Para empezar, Marbella era cualquier cosa menos un mercado libre. Si los promotores tenían que pagar como locos para obtener permisos, lo que había era control político, no libertad real de construcción. Obviamente, el político estaba tratando de maximizar beneficios (el suyo), así que operaba como un monopolista, poniendo precios desorbitados y restringiendo el número de licencias. Pero lo de sálvese quien pueda, poco. 
 
Barcelona, por cierto, es una ciudad modélica en cuanto a costes de transportes y dar servicios. El hecho es que está casi muriendo de éxito... 
 
Sobre murallas y demás, en general su desaparición sigue al desarrollo de la ciudad; no son mantenidas demasiados años ahogandola en casi ningún sitio.
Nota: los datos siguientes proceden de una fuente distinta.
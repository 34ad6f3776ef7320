//! Tic-Tac-Toe board state and move rules

use std::fmt;

use serde::{Deserialize, Serialize};

use super::symmetry::{self, D4Transform};
use crate::{
    Error, Result,
    board::{Board, Cell, GameOutcome, Grid, LineAnalyzer, Player, Scenario},
    types::CanonicalKey,
};

/// A move on a Tic-Tac-Toe board
#[derive(Debug, Clone, Copy, PartialEq, Eq, Hash, PartialOrd, Ord, Serialize, Deserialize)]
pub struct Tile {
    pub row: usize,
    pub column: usize,
}

impl Tile {
    pub const fn new(row: usize, column: usize) -> Self {
        Tile { row, column }
    }
}

impl fmt::Display for Tile {
    fn fmt(&self, f: &mut fmt::Formatter<'_>) -> fmt::Result {
        write!(f, "({}, {})", self.row, self.column)
    }
}

/// Square board where any empty cell is playable
#[derive(Debug, Clone, PartialEq, Eq, Hash, Serialize, Deserialize)]
pub struct TicTacToe {
    grid: Grid,
    mover: Player,
    win_length: usize,
    outcome: Option<GameOutcome>,
}

impl TicTacToe {
    pub const SIZE: usize = 3;
    pub const WIN_LENGTH: usize = 3;

    /// Create a new empty 3x3 board with X to move
    pub fn new() -> Self {
        TicTacToe {
            grid: Grid::new(Self::SIZE, Self::SIZE),
            mover: Player::X,
            win_length: Self::WIN_LENGTH,
            outcome: None,
        }
    }

    /// Create an empty `size`×`size` board won by `win_length` in a row.
    ///
    /// # Errors
    ///
    /// Returns [`Error::InvalidConfiguration`] unless `1 <= win_length <= size`.
    pub fn with_size(size: usize, win_length: usize) -> Result<Self> {
        if win_length == 0 || win_length > size {
            return Err(Error::InvalidConfiguration {
                message: format!("win length {win_length} does not fit a {size}x{size} board"),
            });
        }
        Ok(TicTacToe {
            grid: Grid::new(size, size),
            mover: Player::X,
            win_length,
            outcome: None,
        })
    }

    /// Build a board from a literal scenario with an explicit side to move.
    /// Returns the board and the marked tile, if the scenario has one.
    ///
    /// # Errors
    ///
    /// Returns [`Error::InvalidScenario`] if the rows do not parse or do not
    /// form a square.
    pub fn from_scenario<S: AsRef<str>>(rows: &[S], mover: Player) -> Result<(Self, Option<Tile>)> {
        let Scenario { grid, marker } = Scenario::parse(rows)?;
        if !grid.is_square() {
            return Err(Error::InvalidScenario {
                row: 0,
                line: rows[0].as_ref().to_string(),
                reason: format!("{}x{} is not square", grid.rows(), grid.columns()),
            });
        }
        let win_length = Self::WIN_LENGTH.min(grid.rows());
        let mut board = TicTacToe {
            grid,
            mover,
            win_length,
            outcome: None,
        };
        board.outcome = board.evaluate();
        Ok((board, marker.map(|(row, column)| Tile::new(row, column))))
    }

    pub fn win_length(&self) -> usize {
        self.win_length
    }

    pub fn cell(&self, tile: Tile) -> Option<Cell> {
        self.grid.get(tile.row, tile.column)
    }

    /// The board under each of the 8 D4 transforms, identity first.
    pub fn symmetric_variants(&self) -> Vec<TicTacToe> {
        D4Transform::all()
            .iter()
            .map(|t| TicTacToe {
                grid: t.apply_to_grid(&self.grid),
                ..self.clone()
            })
            .collect()
    }

    fn evaluate(&self) -> Option<GameOutcome> {
        if let Some(winner) = LineAnalyzer::find_winner(&self.grid, self.win_length) {
            Some(GameOutcome::Win(winner))
        } else if self.grid.is_full() {
            Some(GameOutcome::Draw)
        } else {
            None
        }
    }
}

impl Default for TicTacToe {
    fn default() -> Self {
        Self::new()
    }
}

impl Board for TicTacToe {
    type Move = Tile;

    const SEARCH_DEPTH_LIMIT: Option<usize> = None;

    fn mover(&self) -> Player {
        self.mover
    }

    fn outcome(&self) -> Option<GameOutcome> {
        self.outcome
    }

    fn legal_moves(&self) -> Vec<Tile> {
        if self.is_terminal() {
            return Vec::new();
        }
        let size = self.grid.columns();
        self.grid
            .cells()
            .iter()
            .enumerate()
            .filter(|(_, cell)| **cell == Cell::Empty)
            .map(|(idx, _)| Tile::new(idx / size, idx % size))
            .collect()
    }

    fn apply(&mut self, tile: Tile) -> Result<()> {
        if self.outcome.is_some() {
            return Err(Error::illegal_move(tile, "game is already over"));
        }
        match self.cell(tile) {
            None => return Err(Error::illegal_move(tile, "outside the board")),
            Some(Cell::Empty) => {}
            Some(_) => return Err(Error::illegal_move(tile, "cell is already occupied")),
        }

        self.grid.set(tile.row, tile.column, self.mover.to_cell());
        self.outcome = match LineAnalyzer::connected_through(
            &self.grid,
            tile.row,
            tile.column,
            self.win_length,
        ) {
            Some(winner) => Some(GameOutcome::Win(winner)),
            None if self.grid.is_full() => Some(GameOutcome::Draw),
            None => None,
        };
        self.mover = self.mover.opponent();
        Ok(())
    }

    fn undo(&mut self, tile: Tile) -> Result<()> {
        let previous = self.mover.opponent();
        if self.cell(tile) != Some(previous.to_cell()) {
            return Err(Error::illegal_move(
                tile,
                format!("no {previous} piece to take back"),
            ));
        }
        self.grid.set(tile.row, tile.column, Cell::Empty);
        self.mover = previous;
        self.outcome = self.evaluate();
        Ok(())
    }

    fn transposition_key(&self) -> CanonicalKey {
        symmetry::fold(&self.grid, self.mover)
    }

    fn grid(&self) -> &Grid {
        &self.grid
    }
}

impl fmt::Display for TicTacToe {
    fn fmt(&self, f: &mut fmt::Formatter<'_>) -> fmt::Result {
        let line = LineAnalyzer::winning_line(&self.grid, self.win_length).unwrap_or_default();
        write!(f, "{}", self.grid.render(&line))
    }
}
Ciertamente no en Madrid (que empieza a crecer relativamente tarde), y no demasiado en Barcelona. 
 
La dispersión de ciudades como Los Ángeles, por cierto, es mucho más tardia; empieza en los 30-40. Es una decisión consciente y política, no una decisión histórica; nada impedía a Boston en la misma época (o a París, o a Madrid) liarse a construir autopistas y meterse a ocupar espacio a destajo. Si no se hace, es porque los políticos mantienen la oferta de suelo limitada artificialmente.